Yes, I have seen multiple dogs fail on the car jacking. Usually on the PDC, it is due to either not engage at all, very poor bite or coming off the bite multiple times, or not outing. Usually in the PSA 1, it is due to not outing.


----------



## Joby Becker (Dec 13, 2009)

I think Andreas was eluding to seeming lack of control that some of the dogs show when they are in the car. Many of them are looking to bite something, keying up on the various people around, trying to climb around the car to get to people other than the decoy, and allowed to strain against the leash, seemingly quite willing and able to jump out of the vehicle and bite the decoy if they were not under restraint...

I think he was stating he would like to see more control and restraint in the dogs, during the car jacking exercise.

could be wrong though...


----------



## Maren Bell Jones (Jun 7, 2006)

The pre-bite and post-bite barking is judged for points, they want to see strong alerting behavior, and it is referred to as a civil scenario, so that's probably why it looks less controlled than the other exercises. The dog zeros the exercise if they fully leave the car, so the handler has to have a good hold of them. The decoys alert the dog to their presence on the approach ("hey, can I get a ride?" and stuff like that) and I have seen dogs lose points if they don't see the threat of the decoy right in front of them and key in too much on the judge, steward, photographer, etc. How we train it, we have at least a couple people in the club stand right by the hood of the car acting as steward and judge so the dog is used to neutral people being there.


----------



## andreas broqvist (Jun 2, 2009)

Joby.
Yes you are right  

I just feel that the dog is in drive from the get go.
But I do not know the sport ore how its judged.
It wuld be nicer without that part anyway


----------



## Britney Pelletier (Mar 5, 2009)

Faisal Khan said:


> Although without a retrieve, jump, wall, send-out, tracking etc, will be quicker/easier to accomplish as compared to SchH1. Looking forward to it.


PDC, yes.. perhaps 


PSA1 - as long as your dog can attention heel with the ground littered with distractions, can attention heel in a muzzle, hold a down stay right next to a suited decoy who throws distractions in front of and behind them, can bite hidden equipment under gunfire, can send through a tunnel and engage a passive decoy, can bite through multiple types of distractions, (bucket of tennis balls, bottle curtains, etc) and can do all this biting on a suit in one stable target area (leg or bicep).


----------



## Joby Becker (Dec 13, 2009)

Maren Bell Jones said:


> The pre-bite and post-bite barking is judged for points, they want to see strong alerting behavior, and it is referred to as a civil scenario, so that's probably why it looks less controlled than the other exercises. The dog zeros the exercise if they fully leave the car, so the handler has to have a good hold of them. The decoys alert the dog to their presence on the approach ("hey, can I get a ride?" and stuff like that) and I have seen dogs lose points if they don't see the threat of the decoy right in front of them and key in too much on the judge, steward, photographer, etc.

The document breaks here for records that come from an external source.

//! Scoped ownership of vendor handles.
//!
//! Every handle returned by the SDK is wrapped in a [`Handle`] as soon as it
//! is received. Dropping the guard releases the vendor reference, so early
//! returns through `?` cannot leak. Handles that must outlive the current
//! scope are either moved (the connection's server handle) or duplicated with
//! [`Handle::share`] (the configuration handle cached on a domain record).

use std::fmt;
use std::sync::Arc;

use tracing::debug;

use crate::error::{Result, SdkResultExt};
use crate::sdk::{RawHandle, Sdk, SdkResult};

/// Owning guard over one vendor handle reference.
pub struct Handle {
    sdk: Arc<dyn Sdk>,
    raw: RawHandle,
}

impl Handle {
    /// Take ownership of a handle freshly returned by the SDK.
    pub fn new(sdk: Arc<dyn Sdk>, raw: RawHandle) -> Self {
        Self { sdk, raw }
    }

    /// Guard over the null handle; dropping it makes no vendor call.
    pub fn null(sdk: Arc<dyn Sdk>) -> Self {
        Self::new(sdk, RawHandle::INVALID)
    }

    /// Wrap the outcome of a handle-returning vendor call.
    #[track_caller]
    pub fn acquire(sdk: &Arc<dyn Sdk>, result: SdkResult<RawHandle>) -> Result<Self> {
        let raw = result.or_vendor_err(sdk.as_ref())?;
        Ok(Self::new(Arc::clone(sdk), raw))
    }

    pub fn raw(&self) -> RawHandle {
        self.raw
    }

    pub fn is_valid(&self) -> bool {
        !self.raw.is_invalid()
    }

    /// Take an additional vendor reference and return it as a separate guard.
    pub fn share(&self) -> Result<Handle> {
        if self.is_valid() {
            self.sdk.handle_add_ref(self.raw).or_vendor_err(self.sdk.as_ref())?;
        }
        Ok(Self::new(Arc::clone(&self.sdk), self.raw))
    }

    /// Give up ownership without releasing. The caller must free the handle.
    pub fn into_raw(mut self) -> RawHandle {
        std::mem::replace(&mut self.raw, RawHandle::INVALID)
    }

    /// Release now. Safe to call repeatedly; later calls are no-ops.
    pub fn release(&mut self) {
        if self.raw.is_invalid() {
            return;
        }
        let raw = std::mem::replace(&mut self.raw, RawHandle::INVALID);
        if let Err(code) = self.sdk.handle_free(raw) {
            debug!(handle = %raw, code = %format!("{:#x}", code), "Failed to free vendor handle");
        }
    }
}

impl Drop for Handle {
    fn drop(&mut self) {
        self.release();
    }
}

impl fmt::Debug for Handle {
    fn fmt(&self, f: &mut fmt::Formatter<'_>) -> fmt::Result {
        f.debug_tuple("Handle").field(&self.raw).finish()
    }
}

#[cfg(test)]
mod tests {
    use super::*;
    use crate::mock::MockSdk;

    fn server(sdk: &Arc<MockSdk>) -> Handle {
        let dyn_sdk: Arc<dyn Sdk> = sdk.clone();
        Handle::acquire(&dyn_sdk, sdk.server_create()).unwrap()
    }

    #[test]
    fn test_drop_releases_handle() {
        let sdk = Arc::new(MockSdk::new());
        {
            let handle = server(&sdk);
            assert!(handle.is_valid());
            assert_eq!(sdk.outstanding_handles(), 1);
        }
        assert_eq!(sdk.outstanding_handles(), 0);
        assert_eq!(sdk.invalid_frees(), 0);
    }

    #[test]
    fn test_release_is_idempotent() {
        let sdk = Arc::new(MockSdk::new());
        let mut handle = server(&sdk);
        handle.release();
        handle.release();
        drop(handle);
        assert_eq!(sdk.outstanding_handles(), 0);
        assert_eq!(sdk.invalid_frees(), 0);
    }

    #[test]
    fn test_null_handle_makes_no_call() {
        let sdk = Arc::new(MockSdk::new());
        let handle = Handle::null(sdk.clone());
        assert!(!handle.is_valid());
        drop(handle);
        assert_eq!(sdk.invalid_frees(), 0);
    }

    #[test]
    fn test_share_keeps_object_alive() {
        let sdk = Arc::new(MockSdk::new());
        let first = server(&sdk);
        let second = first.share().unwrap();
        assert_eq!(first.raw(), second.raw());

        drop(first);
        assert_eq!(sdk.outstanding_handles(), 1);
        drop(second);
        assert_eq!(sdk.outstanding_handles(), 0);
    }

    #[test]
    fn test_into_raw_transfers_ownership() {
        let sdk = Arc::new(MockSdk::new());
        let raw = server(&sdk).into_raw();
        assert_eq!(sdk.outstanding_handles(), 1);
        sdk.handle_free(raw).unwrap();
        assert_eq!(sdk.outstanding_handles(), 0);
    }

    #[test]
    fn test_acquire_failure_reports_vendor_error() {
        let sdk = Arc::new(MockSdk::new());
        sdk.fail_call("server_create", crate::sdk::consts::PRL_ERR_OUT_OF_MEMORY);
        let dyn_sdk: Arc<dyn Sdk> = sdk.clone();
        let err = Handle::acquire(&dyn_sdk, sdk.server_create()).unwrap_err();
        assert_eq!(err.result_code(), Some(crate::sdk::consts::PRL_ERR_OUT_OF_MEMORY));
        assert_eq!(sdk.outstanding_handles(), 0);
    }
}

How we train it, we have at least a couple people in the club stand right by the hood of the car acting as steward and judge so the dog is used to neutral people being there.


Yeah I know how and why it is done, just trying to help Andreas communicate what he meant by it.

I think that training this exercise could be problematic with some dogs and some handlers in real life, if the dog is in the car..unless the dog is expected to act nuts, and possibly try to bite someone who is near the car, or get out a window if it is cracked, if someone approaches the car...outside of the trial field.

I understand it, I get it 100%...

Not knocking, just see some issues that "could" arise, during daily life with the dog, without additional control and training.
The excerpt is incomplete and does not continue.